EXERCISE INPUT:
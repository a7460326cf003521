use super::error::StoreError;
use crate::alert::entity::Alert;
use crate::monitor::entity::{CycleReport, PersistedState, SummaryRecord};
use async_trait::async_trait;
use chrono::{DateTime, Utc};
use serde::{Deserialize, Serialize};

/// # Summary
/// 提交成功的回执。
#[derive(Debug, Clone, PartialEq, Serialize, Deserialize)]
pub struct CommitAck {
    pub cycle_id: u64,
    pub committed_at: DateTime<Utc>,
}

/// # Summary
/// 监控摘要存储接口，持久化每个标的的最新快照与告警集合。
///
/// # Invariants
/// - `commit` 对读者必须是原子的：不会观察到同一周期只写入一部分标的的状态。
/// - `read` 返回最近一次成功提交的状态，用于进程重启后恢复去重与沿用判断。
#[async_trait]
pub trait SummaryStore: Send + Sync {
    /// # Summary
    /// 原子提交一个周期的结果。
    ///
    /// # Logic
    /// 1. 按标的替换最新快照。
    /// 2. 写入活跃告警与本次携带的已清除告警。
    /// 3. 追加摘要记录并更新周期计数。
    ///
    /// # Arguments
    /// * `report` - 已完成周期的报告。
    ///
    /// # Returns
    /// 成功返回 `CommitAck`，失败返回 `StoreError`。
    async fn commit(&self, report: &CycleReport) -> Result<CommitAck, StoreError>;

    /// # Summary
    /// 读取最近一次提交的状态。
    ///
    /// # Returns
    /// 从未提交过返回 `None`。
    async fn read(&self) -> Result<Option<PersistedState>, StoreError>;

    /// # Summary
    /// 读取最近一条摘要记录。
    async fn latest_summary(&self) -> Result<Option<SummaryRecord>, StoreError>;

    /// # Summary
    /// 按时间倒序列出告警记录 (含已清除的历史)。
    ///
    /// # Arguments
    /// * `limit` - 返回条数上限。
    async fn alert_records(&self, limit: usize) -> Result<Vec<Alert>, StoreError>;
}
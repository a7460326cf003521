use kanshi_analysis::{AlertDetector, AlertEvaluation, ScoreAggregator, SignalGenerator, SignalInput, classify};
use kanshi_core::alert::entity::Alert;
use kanshi_core::common::Symbol;
use kanshi_core::common::time::TimeProvider;
use kanshi_core::config::MonitorConfig;
use kanshi_core::market::entity::{AlertMetrics, Dimension, IndicatorReading, SubScore, SubScores};
use kanshi_core::market::port::IndicatorSource;
use kanshi_core::monitor::entity::{FailureReason, Snapshot, SymbolOutcome};
use kanshi_core::score::entity::DataQuality;
use kanshi_core::score::error::AnalysisError;
use std::time::Duration;
use tracing::{debug, warn};

/// 单个标的的评估任务输入
pub(crate) struct SymbolJob {
    pub symbol: Symbol,
    pub cycle_id: u64,
    // 该标的上一次的快照
    pub prior: Option<Snapshot>,
    // 该标的当前的活跃告警
    pub prior_alerts: Vec<Alert>,
}

/// 单个标的的评估结果，由调度器在提交步骤中合并
pub(crate) struct SymbolResult {
    pub snapshot: Snapshot,
    pub outcome: SymbolOutcome,
    pub alerts: AlertEvaluation,
}

/// # Summary
/// 单标的评估流水线：fetch → aggregate → classify → signal → alert。
///
/// # Invariants
/// - 只读共享，多个工作协程可并发调用 `evaluate`。
/// - 任何失败都转换为 STALE 结果，不向调度器传播错误。
pub(crate) struct Pipeline {
    aggregator: ScoreAggregator,
    generator: SignalGenerator,
    detector: AlertDetector,
    symbol_timeout: Duration,
}

impl Pipeline {
    pub fn new(config: &MonitorConfig) -> Self {
        Self {
            aggregator: ScoreAggregator::new(&config.scoring),
            generator: SignalGenerator::new(config.signal.clone()),
            detector: AlertDetector::new(config.alerts.clone()),
            symbol_timeout: config.scheduler.symbol_timeout(),
        }
    }

    /// # Summary
    /// 评估单个标的。
    ///
    /// # Logic
    /// 1. 在超时限制内获取读数，失败或超时沿用旧快照并保留原有告警。
    /// 2. 根据新读数评估告警，即使评分失败也照常评估。
    /// 3. 聚合、分级并生成信号；评分失败时沿用旧快照。
    pub async fn evaluate(&self, source: &dyn IndicatorSource, clock: &dyn TimeProvider, job: SymbolJob) -> SymbolResult {
        let fetched = tokio::time::timeout(self.symbol_timeout, source.fetch(&job.symbol)).await;
        let reading = match fetched {
            Ok(Ok(reading)) => reading,
            Ok(Err(e)) => {
                warn!("Fetch failed for {}: {}", job.symbol, e);
                return stale_result(job, FailureReason::Provider(e.to_string()), clock.now());
            }
            Err(_) => {
                warn!("Fetch timed out for {} after {:?}", job.symbol, self.symbol_timeout);
                return stale_result(job, FailureReason::Timeout, clock.now());
            }
        };

        if !reading.price.is_finite() || reading.price <= 0.0 {
            warn!("Discarding reading for {} with price {}", job.symbol, reading.price);
            let reason = FailureReason::Provider(format!("invalid price {}", reading.price));
            return stale_result(job, reason, clock.now());
        }

        let now = clock.now();
        let metrics = derive_metrics(&reading, job.prior.as_ref());
        let alerts = self.detector.evaluate(&job.symbol, &metrics, &job.prior_alerts, now);

        let aggregate = match self.aggregator.aggregate(&reading.sub_scores) {
            Ok(aggregate) => aggregate,
            Err(e) => return self.scoring_failed(job, e, alerts, now),
        };
        let grade = match classify(aggregate.score) {
            Ok(grade) => grade,
            Err(e) => return self.scoring_failed(job, e, alerts, now),
        };

        let signal = self.generator.generate(&SignalInput {
            grade,
            score: aggregate.score,
            dispersion: aggregate.dispersion,
            price: reading.price,
            volatility: reading.volatility(),
            quality: DataQuality::Fresh,
        });
        debug!(
            "{} scored {:.4} ({}) -> {} @ {:.2}",
            job.symbol, aggregate.score, grade, signal.action, signal.confidence
        );

        let snapshot = Snapshot {
            symbol: job.symbol.clone(),
            cycle_id: job.cycle_id,
            timestamp: now,
            data_as_of: Some(now),
            price: Some(reading.price),
            sub_scores: finite_sub_scores(reading.sub_scores),
            overall_score: aggregate.score,
            grade,
            signal,
            data_quality: DataQuality::Fresh,
        };

        SymbolResult {
            outcome: SymbolOutcome {
                symbol: job.symbol,
                data_quality: DataQuality::Fresh,
                failure: None,
            },
            snapshot,
            alerts,
        }
    }

    fn scoring_failed(
        &self,
        job: SymbolJob,
        error: AnalysisError,
        alerts: AlertEvaluation,
        now: chrono::DateTime<chrono::Utc>,
    ) -> SymbolResult {
        let reason = match error {
            AnalysisError::NoData => {
                warn!("No usable sub-score for {}, keeping previous snapshot", job.symbol);
                FailureReason::NoData
            }
            AnalysisError::InvalidScore(score) => {
                warn!("Invalid score {} for {}, keeping previous snapshot", score, job.symbol);
                FailureReason::InvalidScore(score.to_string())
            }
        };
        let mut result = stale_result(job, reason, now);
        result.alerts = alerts;
        result
    }
}

/// # Summary
/// 生成失败标的的 STALE 结果。
///
/// # Logic
/// 1. 有旧快照则沿用到本周期，否则生成占位快照。
/// 2. 活跃告警原样保留。
pub(crate) fn stale_result(job: SymbolJob, reason: FailureReason, now: chrono::DateTime<chrono::Utc>) -> SymbolResult {
    let snapshot = match &job.prior {
        Some(prior) => prior.carry_forward(job.cycle_id, now),
        None => Snapshot::placeholder(job.symbol.clone(), job.cycle_id, now),
    };
    SymbolResult {
        snapshot,
        outcome: SymbolOutcome {
            symbol: job.symbol,
            data_quality: DataQuality::Stale,
            failure: Some(reason),
        },
        alerts: AlertEvaluation {
            active: job.prior_alerts,
            changes: Vec::new(),
        },
    }
}

/// 数据源未提供基本面变化量时，用相邻两次快照的基本面子评分推导
fn derive_metrics(reading: &IndicatorReading, prior: Option<&Snapshot>) -> AlertMetrics {
    let mut metrics = reading.metrics.clone();
    if metrics.fundamental_shift.is_none() {
        let current = fundamental(&reading.sub_scores);
        let previous = prior.and_then(|p| fundamental(&p.sub_scores));
        if let (Some(current), Some(previous)) = (current, previous) {
            metrics.fundamental_shift = Some((current - previous).abs());
        }
    }
    metrics
}

/// NaN 与无穷在 JSON 中没有表示，写入快照前改为不可用
fn finite_sub_scores(sub_scores: SubScores) -> SubScores {
    sub_scores
        .into_iter()
        .map(|(dimension, score)| match score {
            SubScore::Available(v) if !v.is_finite() => (dimension, SubScore::unavailable("non-finite value")),
            other => (dimension, other),
        })
        .collect()
}

fn fundamental(sub_scores: &SubScores) -> Option<f64> {
    sub_scores
        .get(&Dimension::fundamental())
        .and_then(|s| s.value())
        .filter(|v| v.is_finite() && (0.0..=1.0).contains(v))
}

#[cfg(test)]
mod tests {
    use super::*;
    use chrono::{TimeZone, Utc};
    use kanshi_core::common::time::FakeClockProvider;
    use kanshi_core::signal::entity::TradeAction;
    use kanshi_core::testing::{ScriptedSource, Step, reading, with_metrics};

    fn clock() -> FakeClockProvider {
        FakeClockProvider::new(Utc.with_ymd_and_hms(2026, 4, 1, 15, 0, 0).unwrap())
    }

    fn job(symbol: &str, prior: Option<Snapshot>) -> SymbolJob {
        SymbolJob {
            symbol: Symbol::from(symbol),
            cycle_id: 2,
            prior,
            prior_alerts: Vec::new(),
        }
    }

    #[tokio::test]
    async fn test_fresh_evaluation() {
        let pipeline = Pipeline::new(&MonitorConfig::default());
        let source = ScriptedSource::new().script("AAPL", vec![Step::Reading(reading(100.0, 0.8, 0.7, 0.6))]);
        let result = pipeline.evaluate(&source, &clock(), job("AAPL", None)).await;

        assert_eq!(result.outcome.data_quality, DataQuality::Fresh);
        assert!((result.snapshot.overall_score - 0.72).abs() < 1e-9);
        assert_eq!(result.snapshot.signal.action, TradeAction::Buy);
        assert_eq!(result.snapshot.cycle_id, 2);
    }

    #[tokio::test]
    async fn test_no_data_keeps_prior_and_still_evaluates_alerts() {
        let pipeline = Pipeline::new(&MonitorConfig::default());
        let clock = clock();
        let first_source = ScriptedSource::new().script("AAPL", vec![Step::Reading(reading(100.0, 0.8, 0.7, 0.6))]);
        let prior = pipeline.evaluate(&first_source, &clock, job("AAPL", None)).await.snapshot;

        let mut empty = reading(101.0, 0.0, 0.0, 0.0);
        empty.sub_scores = SubScores::from([(Dimension::technical(), SubScore::unavailable("down"))]);
        let empty = with_metrics(
            empty,
            AlertMetrics {
                volatility: Some(0.06),
                ..AlertMetrics::default()
            },
        );
        let source = ScriptedSource::new().script("AAPL", vec![Step::Reading(empty)]);
        let result = pipeline.evaluate(&source, &clock, job("AAPL", Some(prior.clone()))).await;

        assert_eq!(result.outcome.failure, Some(FailureReason::NoData));
        assert_eq!(result.snapshot.data_quality, DataQuality::Stale);
        assert_eq!(result.snapshot.overall_score, prior.overall_score);
        assert_eq!(result.snapshot.signal.confidence, 0.0);
        assert_eq!(result.alerts.active.len(), 1);
    }

    #[tokio::test]
    async fn test_non_finite_sub_score_is_stored_as_unavailable() {
        let pipeline = Pipeline::new(&MonitorConfig::default());
        let source = ScriptedSource::new().script("AAPL", vec![Step::Reading(reading(100.0, 0.8, 0.7, f64::NAN))]);
        let result = pipeline.evaluate(&source, &clock(), job("AAPL", None)).await;

        assert_eq!(result.outcome.data_quality, DataQuality::Fresh);
        // sentiment skipped: (0.4 * 0.8 + 0.4 * 0.7) / 0.8
        assert!((result.snapshot.overall_score - 0.75).abs() < 1e-9);
        assert_eq!(
            result.snapshot.sub_scores.get(&Dimension::sentiment()),
            Some(&SubScore::unavailable("non-finite value"))
        );
        assert_eq!(
            result.snapshot.sub_scores.get(&Dimension::technical()),
            Some(&SubScore::Available(0.7))
        );
    }

    #[tokio::test]
    async fn test_fundamental_shift_derived_from_prior() {
        let pipeline = Pipeline::new(&MonitorConfig::default());
        let clock = clock();
        let source = ScriptedSource::new().script("IBM", vec![Step::Reading(reading(50.0, 0.8, 0.5, 0.5))]);
        let prior = pipeline.evaluate(&source, &clock, job("IBM", None)).await.snapshot;

        source.set("IBM", vec![Step::Reading(reading(50.0, 0.55, 0.5, 0.5))]);
        let result = pipeline.evaluate(&source, &clock, job("IBM", Some(prior))).await;
        // |0.55 - 0.8| = 0.25 -> MEDIUM
        assert_eq!(result.alerts.active.len(), 1);
        assert_eq!(
            result.alerts.active[0].severity,
            kanshi_core::alert::entity::Severity::Medium
        );
    }

    #[tokio::test]
    async fn test_invalid_price_is_provider_failure() {
        let pipeline = Pipeline::new(&MonitorConfig::default());
        let source = ScriptedSource::new().script("BAD", vec![Step::Reading(reading(-1.0, 0.8, 0.7, 0.6))]);
        let result = pipeline.evaluate(&source, &clock(), job("BAD", None)).await;
        assert!(matches!(result.outcome.failure, Some(FailureReason::Provider(_))));
        assert_eq!(result.snapshot.grade, kanshi_core::score::entity::Grade::F);
        assert_eq!(result.snapshot.data_as_of, None);
    }
}
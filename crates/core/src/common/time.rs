use chrono::{DateTime, Duration, Utc};
use std::sync::RwLock;

/// # Summary
/// 时间供给器接口，用于隔离物理系统时钟。
/// 快照时间戳、告警生命周期时间均通过此接口获取，保证测试可复现。
pub trait TimeProvider: Send + Sync {
    /// 获取当前时间
    fn now(&self) -> DateTime<Utc>;
}

/// # Summary
/// 生产环境使用的真实时钟，直接返回操作系统当前时间。
pub struct RealTimeProvider;

impl TimeProvider for RealTimeProvider {
    fn now(&self) -> DateTime<Utc> {
        Utc::now()
    }
}

/// # Summary
/// 测试专用虚拟时钟，允许主动拨动时间。
///
/// # Invariants
/// - 并发安全：内部利用 `RwLock` 提供多线程安全的读写。
/// - 锁中毒时沿用中毒前的值，不向调用方传播 panic。
pub struct FakeClockProvider {
    current_time: RwLock<DateTime<Utc>>,
}

impl FakeClockProvider {
    /// 使用指定的初始时间创建虚拟时钟
    pub fn new(initial_time: DateTime<Utc>) -> Self {
        Self {
            current_time: RwLock::new(initial_time),
        }
    }

    /// 强制修改时钟的当前时间
    pub fn set_time(&self, new_time: DateTime<Utc>) {
        let mut time = self
            .current_time
            .write()
            .unwrap_or_else(|poisoned| poisoned.into_inner());
        *time = new_time;
    }

    /// 将时钟向前拨动指定时长
    pub fn advance(&self, delta: Duration) {
        let mut time = self
            .current_time
            .write()
            .unwrap_or_else(|poisoned| poisoned.into_inner());
        *time += delta;
    }
}

impl TimeProvider for FakeClockProvider {
    fn now(&self) -> DateTime<Utc> {
        *self
            .current_time
            .read()
            .unwrap_or_else(|poisoned| poisoned.into_inner())
    }
}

PROBLEM REQUIREMENTS: Wherever the string "DataQuality" appears in the records above, copy the line it sits in.

SOLVED PROBLEM:
use kanshi_core::score::entity::DataQuality;
            quality: DataQuality::Fresh,
            data_quality: DataQuality::Fresh,
                data_quality: DataQuality::Fresh,
            data_quality: DataQuality::Stale,
        assert_eq!(result.outcome.data_quality, DataQuality::Fresh);
        assert_eq!(result.snapshot.data_quality, DataQuality::Stale);
        assert_eq!(result.outcome.data_quality, DataQuality::Fresh);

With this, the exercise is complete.